Pode ocorrer infecção generalizada, levando em muitos casos ao óbito. O tratamento, que se baseia principalmente no uso de antibióticos, já estava obviamente disponível, mas ainda não existia, no Brasil, uma vacina suficientemente testada. Isso explica o alarme que a doença despertava.
Claro, muitas outras doenças infecciosas eram então causa de óbito, como a diarréia infantil, que matava milhares de bebês todos os anos. Mas a diarréia infantil não era novidade e era, sobretudo, uma doença de pobre, ao passo que a meningite não respeitava barreiras sociais e acometia muitas crianças de classe média, um processo facilitado pela crescente urbanização do país.
O Brasil estava então sob regime autoritário.
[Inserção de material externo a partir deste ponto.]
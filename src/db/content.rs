//! Content update pipeline: file status, tag mappings and ratings.

use rusqlite::{params, Connection};
use tracing::{debug, info, warn};

use super::files::{get_or_create_hash_id, get_or_create_tag_id, has_file_info, hash_id, is_current, tag_id};
use super::schema::{STATUS_CURRENT, STATUS_PENDING};
use super::services::{require_service, ServiceRow};
use super::{now, Database};
use crate::content::{
    ContentDataType, ContentUpdate, FilesUpdate, MappingAction, MappingsUpdate, RatingsUpdate,
    ServiceUpdates,
};
use crate::error::{Error, Result};
use crate::media::Hash;
use crate::services::{ServiceKey, ServiceType};

/// Ids of the hashes that have file metadata on record. Unknown files are
/// skipped; a file update cannot conjure metadata.
fn known_files(conn: &Connection, hashes: &[Hash]) -> Result<Vec<i64>> {
    let mut ids = Vec::with_capacity(hashes.len());
    for hash in hashes {
        match hash_id(conn, hash)? {
            Some(id) if has_file_info(conn, id)? => ids.push(id),
            _ => warn!(hash = %hash, "Skipping update for unknown file"),
        }
    }
    Ok(ids)
}

fn check_target(row: &ServiceRow, update: &ContentUpdate) -> Result<()> {
    let service_type = row.service.service_type();
    let fits = match update.data_type() {
        ContentDataType::Files => service_type.is_file_service(),
        ContentDataType::Mappings => service_type.is_tag_service(),
        ContentDataType::Ratings => service_type.is_rating_service(),
    };
    if !fits {
        return Err(Error::InvalidUpdate(format!(
            "{} update cannot target {} service {}",
            update.data_type().as_str(),
            service_type,
            row.service.key()
        )));
    }
    let repository_only =
        matches!(update, ContentUpdate::Files(FilesUpdate::Add(_))) || update.is_pending_action();
    if repository_only && !service_type.is_repository() {
        return Err(Error::InvalidUpdate(format!(
            "{} service {} has no upload queue or remote listing",
            service_type,
            row.service.key()
        )));
    }
    Ok(())
}

fn apply_files(conn: &Connection, row: &ServiceRow, update: &FilesUpdate) -> Result<usize> {
    let ids = known_files(conn, update.hashes())?;
    let service_id = row.id;
    let mut changed = 0;
    for id in ids {
        changed += match update {
            FilesUpdate::Add(_) => {
                conn.execute(
                    "DELETE FROM pending_files WHERE service_id = ? AND hash_id = ?",
                    params![service_id, id],
                )?;
                conn.execute(
                    "INSERT OR IGNORE INTO current_files (service_id, hash_id, timestamp) VALUES (?, ?, ?)",
                    params![service_id, id, now()],
                )?
            }
            FilesUpdate::Delete(_) => {
                let removed = conn.execute(
                    "DELETE FROM current_files WHERE service_id = ? AND hash_id = ?",
                    params![service_id, id],
                )?;
                if row.service.service_type() == ServiceType::LocalFile {
                    conn.execute("DELETE FROM file_inbox WHERE hash_id = ?", [id])?;
                }
                removed
            }
            FilesUpdate::Archive(_) => {
                conn.execute("DELETE FROM file_inbox WHERE hash_id = ?", [id])?
            }
            FilesUpdate::Inbox(_) => {
                conn.execute("INSERT OR IGNORE INTO file_inbox (hash_id) VALUES (?)", [id])?
            }
            FilesUpdate::Pend(_) => {
                if is_current(conn, service_id, id)? {
                    0
                } else {
                    conn.execute(
                        "INSERT OR IGNORE INTO pending_files (service_id, hash_id) VALUES (?, ?)",
                        params![service_id, id],
                    )?
                }
            }
            FilesUpdate::RescindPend(_) => conn.execute(
                "DELETE FROM pending_files WHERE service_id = ? AND hash_id = ?",
                params![service_id, id],
            )?,
        };
    }
    Ok(changed)
}

fn mapping_exists(conn: &Connection, service_id: i64, tag_id: i64, hash_id: i64, status: i64) -> Result<bool> {
    Ok(conn.query_row(
        "SELECT EXISTS(SELECT 1 FROM mappings WHERE service_id = ? AND tag_id = ? AND hash_id = ? AND status = ?)",
        params![service_id, tag_id, hash_id, status],
        |row| row.get(0),
    )?)
}

fn apply_mappings(conn: &Connection, row: &ServiceRow, update: &MappingsUpdate) -> Result<usize> {
    let service_id = row.id;
    let mut changed = 0;
    match update.action() {
        MappingAction::Add | MappingAction::Pend => {
            let tag = get_or_create_tag_id(conn, update.tag())?;
            for hash in update.hashes() {
                let id = get_or_create_hash_id(conn, hash)?;
                if update.action() == MappingAction::Add {
                    conn.execute(
                        "DELETE FROM mappings WHERE service_id = ? AND tag_id = ? AND hash_id = ? AND status = ?",
                        params![service_id, tag, id, STATUS_PENDING],
                    )?;
                    changed += conn.execute(
                        "INSERT OR IGNORE INTO mappings (service_id, tag_id, hash_id, status) VALUES (?, ?, ?, ?)",
                        params![service_id, tag, id, STATUS_CURRENT],
                    )?;
                } else if !mapping_exists(conn, service_id, tag, id, STATUS_CURRENT)? {
                    changed += conn.execute(
                        "INSERT OR IGNORE INTO mappings (service_id, tag_id, hash_id, status) VALUES (?, ?, ?, ?)",
                        params![service_id, tag, id, STATUS_PENDING],
                    )?;
                }
            }
        }
        MappingAction::Delete | MappingAction::RescindPend => {
            let Some(tag) = tag_id(conn, update.tag())? else {
                return Ok(0);
            };
            let status = if update.action() == MappingAction::Delete {
                STATUS_CURRENT
            } else {
                STATUS_PENDING
            };
            for hash in update.hashes() {
                if let Some(id) = hash_id(conn, hash)? {
                    changed += conn.execute(
                        "DELETE FROM mappings WHERE service_id = ? AND tag_id = ? AND hash_id = ? AND status = ?",
                        params![service_id, tag, id, status],
                    )?;
                }
            }
        }
    }
    Ok(changed)
}

fn apply_ratings(conn: &Connection, row: &ServiceRow, update: &RatingsUpdate) -> Result<usize> {
    match update {
        RatingsUpdate::Set { hash, value } => {
            let stored = row.service.config.encode_rating(value)?;
            let id = get_or_create_hash_id(conn, hash)?;
            Ok(conn.execute(
                "INSERT OR REPLACE INTO ratings (service_id, hash_id, rating) VALUES (?, ?, ?)",
                params![row.id, id, stored],
            )?)
        }
        RatingsUpdate::Clear { hash } => match hash_id(conn, hash)? {
            Some(id) => Ok(conn.execute(
                "DELETE FROM ratings WHERE service_id = ? AND hash_id = ?",
                params![row.id, id],
            )?),
            None => Ok(0),
        },
    }
}

fn apply_update(conn: &Connection, row: &ServiceRow, update: &ContentUpdate) -> Result<usize> {
    check_target(row, update)?;
    match update {
        ContentUpdate::Files(files) => apply_files(conn, row, files),
        ContentUpdate::Mappings(mappings) => apply_mappings(conn, row, mappings),
        ContentUpdate::Ratings(ratings) => apply_ratings(conn, row, ratings),
    }
}

impl Database {
    /// Apply per-service content updates in order, as one transaction.
    pub fn apply_content_updates(&mut self, updates: &ServiceUpdates) -> Result<()> {
        let tx = self.conn.transaction()?;
        let mut changed = 0;
        for (key, list) in updates {
            if *key == ServiceKey::combined_file() || *key == ServiceKey::combined_tag() {
                return Err(Error::InvalidUpdate(format!("{} is a combined service", key)));
            }
            let row = require_service(&tx, key)?;
            for update in list {
                let rows = apply_update(&tx, &row, update)?;
                debug!(service = %key, data_type = update.data_type().as_str(), rows, "Applied content update");
                changed += rows;
            }
        }
        tx.commit()?;
        info!(services = updates.len(), rows = changed, "Committed content updates");
        Ok(())
    }
}

#[cfg(test)]
mod tests {
    use super::*;
    use crate::db::FileInfo;
    use crate::media::Mime;
    use crate::services::{Credentials, ExtraInfo, RatingValue, ServiceEdit, ServiceIdentifier};
    use crate::storage::StorageLayout;
    use std::collections::BTreeMap;
    use tempfile::tempdir;

    fn seeded() -> (tempfile::TempDir, Database, Hash) {
        let dir = tempdir().unwrap();
        let mut db = Database::open(StorageLayout::new(dir.path())).unwrap();
        let hash = Hash([5; 32]);
        db.record_local_import(&hash, &FileInfo::new(10, Mime::ImageJpeg), &[0; 16], None)
            .unwrap();
        (dir, db, hash)
    }

    fn count(db: &Database, sql: &str) -> i64 {
        db.conn.query_row(sql, [], |row| row.get(0)).unwrap()
    }

    #[test]
    fn test_mapping_add_is_idempotent() {
        let (_dir, mut db, hash) = seeded();
        let add = BTreeMap::from([(
            ServiceKey::local_tag(),
            vec![
                ContentUpdate::add_mapping("car", vec![hash]).unwrap(),
                ContentUpdate::add_mapping("Car", vec![hash]).unwrap(),
            ],
        )]);
        db.apply_content_updates(&add).unwrap();
        db.apply_content_updates(&add).unwrap();
        assert_eq!(count(&db, "SELECT COUNT(*) FROM mappings"), 1);
    }

    #[test]
    fn test_mapping_delete_is_idempotent() {
        let (_dir, mut db, hash) = seeded();
        let local_tags = |updates| BTreeMap::from([(ServiceKey::local_tag(), updates)]);

        // Unknown tag.
        db.apply_content_updates(&local_tags(vec![ContentUpdate::delete_mapping("ghost", vec![hash]).unwrap()]))
            .unwrap();
        assert_eq!(count(&db, "SELECT COUNT(*) FROM tags"), 0);

        let other = Hash([6; 32]);
        db.record_local_import(&other, &FileInfo::new(10, Mime::ImageJpeg), &[0; 16], None)
            .unwrap();
        db.apply_content_updates(&local_tags(vec![
            ContentUpdate::add_mapping("car", vec![other]).unwrap(),
            ContentUpdate::add_mapping("sky", vec![hash]).unwrap(),
        ]))
        .unwrap();

        // Known tag, no row for this file.
        db.apply_content_updates(&local_tags(vec![ContentUpdate::delete_mapping("car", vec![hash]).unwrap()]))
            .unwrap();
        assert_eq!(count(&db, "SELECT COUNT(*) FROM mappings"), 2);

        let delete_sky = local_tags(vec![ContentUpdate::delete_mapping("sky", vec![hash]).unwrap()]);
        db.apply_content_updates(&delete_sky).unwrap();
        db.apply_content_updates(&delete_sky).unwrap();
        assert_eq!(count(&db, "SELECT COUNT(*) FROM mappings"), 1);
        assert!(db.media_result(&other).unwrap().unwrap().all_tags().contains("car"));
    }

    #[test]
    fn test_archive_then_inbox() {
        let (_dir, mut db, hash) = seeded();
        let local_files = |update| BTreeMap::from([(ServiceKey::local_file(), vec![update])]);

        db.apply_content_updates(&local_files(ContentUpdate::archive(vec![hash]))).unwrap();
        assert!(!db.media_result(&hash).unwrap().unwrap().inbox());

        db.apply_content_updates(&local_files(ContentUpdate::inbox(vec![hash]))).unwrap();
        assert!(db.media_result(&hash).unwrap().unwrap().inbox());
        assert_eq!(count(&db, "SELECT COUNT(*) FROM file_inbox"), 1);
    }

    #[test]
    fn test_local_delete_archives() {
        let (_dir, mut db, hash) = seeded();
        db.apply_content_updates(&BTreeMap::from([(
            ServiceKey::local_file(),
            vec![ContentUpdate::delete_files(vec![hash])],
        )]))
        .unwrap();
        assert_eq!(count(&db, "SELECT COUNT(*) FROM current_files"), 0);
        assert_eq!(count(&db, "SELECT COUNT(*) FROM file_inbox"), 0);
        assert_eq!(count(&db, "SELECT COUNT(*) FROM files_info"), 1);
    }

    #[test]
    fn test_wrong_service_type_rejected() {
        let (_dir, mut db, hash) = seeded();
        let err = db.apply_content_updates(&BTreeMap::from([(
            ServiceKey::local_file(),
            vec![ContentUpdate::add_mapping("car", vec![hash]).unwrap()],
        )]));
        assert!(matches!(err, Err(Error::InvalidUpdate(_))));

        let err = db.apply_content_updates(&BTreeMap::from([(
            ServiceKey::local_tag(),
            vec![ContentUpdate::Mappings(
                MappingsUpdate::new(MappingAction::Pend, "car", vec![hash]).unwrap(),
            )],
        )]));
        assert!(matches!(err, Err(Error::InvalidUpdate(_))));

        let err = db.apply_content_updates(&BTreeMap::from([(
            ServiceKey::combined_tag(),
            vec![ContentUpdate::add_mapping("car", vec![hash]).unwrap()],
        )]));
        assert!(matches!(err, Err(Error::InvalidUpdate(_))));
    }

    #[test]
    fn test_out_of_bounds_rating_rolls_back_batch() {
        let (_dir, mut db, hash) = seeded();
        let stars = ServiceIdentifier::new(ServiceKey::generate(), ServiceType::LocalRatingNumerical, "stars");
        db.apply_edit_log(&[ServiceEdit::Add {
            identifier: stars.clone(),
            credentials: None,
            extra_info: Some(ExtraInfo::NumericalBounds { lower: 1, upper: 5 }),
        }])
        .unwrap();

        let err = db.apply_content_updates(&BTreeMap::from([
            (
                ServiceKey::local_tag(),
                vec![ContentUpdate::add_mapping("car", vec![hash]).unwrap()],
            ),
            (
                stars.key.clone(),
                vec![ContentUpdate::set_rating(hash, RatingValue::Numerical(6))],
            ),
        ]));
        assert!(matches!(err, Err(Error::InvalidRating(_))));
        assert_eq!(count(&db, "SELECT COUNT(*) FROM mappings"), 0);
        assert_eq!(count(&db, "SELECT COUNT(*) FROM ratings"), 0);
    }

    #[test]
    fn test_repository_pending_lifecycle() {
        let (_dir, mut db, hash) = seeded();
        let repo = ServiceIdentifier::new(ServiceKey::generate(), ServiceType::FileRepository, "files");
        db.apply_edit_log(&[ServiceEdit::Add {
            identifier: repo.clone(),
            credentials: Some(Credentials::new("example_host", 80, None)),
            extra_info: None,
        }])
        .unwrap();

        let pend = BTreeMap::from([(
            repo.key.clone(),
            vec![ContentUpdate::Files(FilesUpdate::Pend(vec![hash]))],
        )]);
        db.apply_content_updates(&pend).unwrap();
        assert_eq!(count(&db, "SELECT COUNT(*) FROM pending_files"), 1);

        db.apply_content_updates(&BTreeMap::from([(
            repo.key.clone(),
            vec![ContentUpdate::Files(FilesUpdate::Add(vec![hash]))],
        )]))
        .unwrap();
        assert_eq!(count(&db, "SELECT COUNT(*) FROM pending_files"), 0);
        assert_eq!(count(&db, "SELECT COUNT(*) FROM current_files"), 2);

        // Already current, so pending again is a no-op.
        db.apply_content_updates(&pend).unwrap();
        assert_eq!(count(&db, "SELECT COUNT(*) FROM pending_files"), 0);
    }
}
Ao constatar que a doença não estava sendo controlada, que informações alarmantes apareciam todo o dia na mídia e que muita gente chegava ao desespero, uma decisão extrema foi tomada: proibiu-se a divulgação de notícias sobre a epidemia. E com isso tivemos uma experiência digna de figurar nos manuais de saúde pública.
A idéia das autoridades é que, com a censura imposta à imprensa, a calma voltaria às famílias. Aconteceu justamente o contrário. A ausência de informação gerou os mais descontrolados boatos. Um deles dizia respeito à transmissão da enfermidade.
A doença meningocócica não é contagiosa: durante as epidemias a maior parte das pessoas abriga o germe na garganta, sem disso ter sintomas. Em alguns casos o meningococo penetrará na corrente sangüínea e causará a meningite ou outros problemas. Como as pessoas não sabiam disso - porque não se podia falar a respeito - ninguém se aproximava dos doentes.
Num colégio de Porto Alegre estava sendo velado o corpo de um aluno falecido de meningite. Ninguém sequer se aproximava do caixão, por medo do contágio.
Finalmente, com a introdução da vacina (e também porque as epidemias naturalmente declinam) o pânico foi desaparecendo.
Mas a lição ficou. A lição política, mostrando que a pior democracia é melhor do que a melhor ditadura, e a lição de saúde pública. "A verdade vos libertará", dizem os Evangelhos, e isto vale também para a doença.
A verdade, nestes casos, nos liberta dos temores e nos sugere o caminho para que tomemos medidas úteis, não baseadas no pavor.
Em época de epidemia já basta o sofrimento causado pela própria doença. Não precisamos acrescentar a este sofrimento a pesada carga dos temores.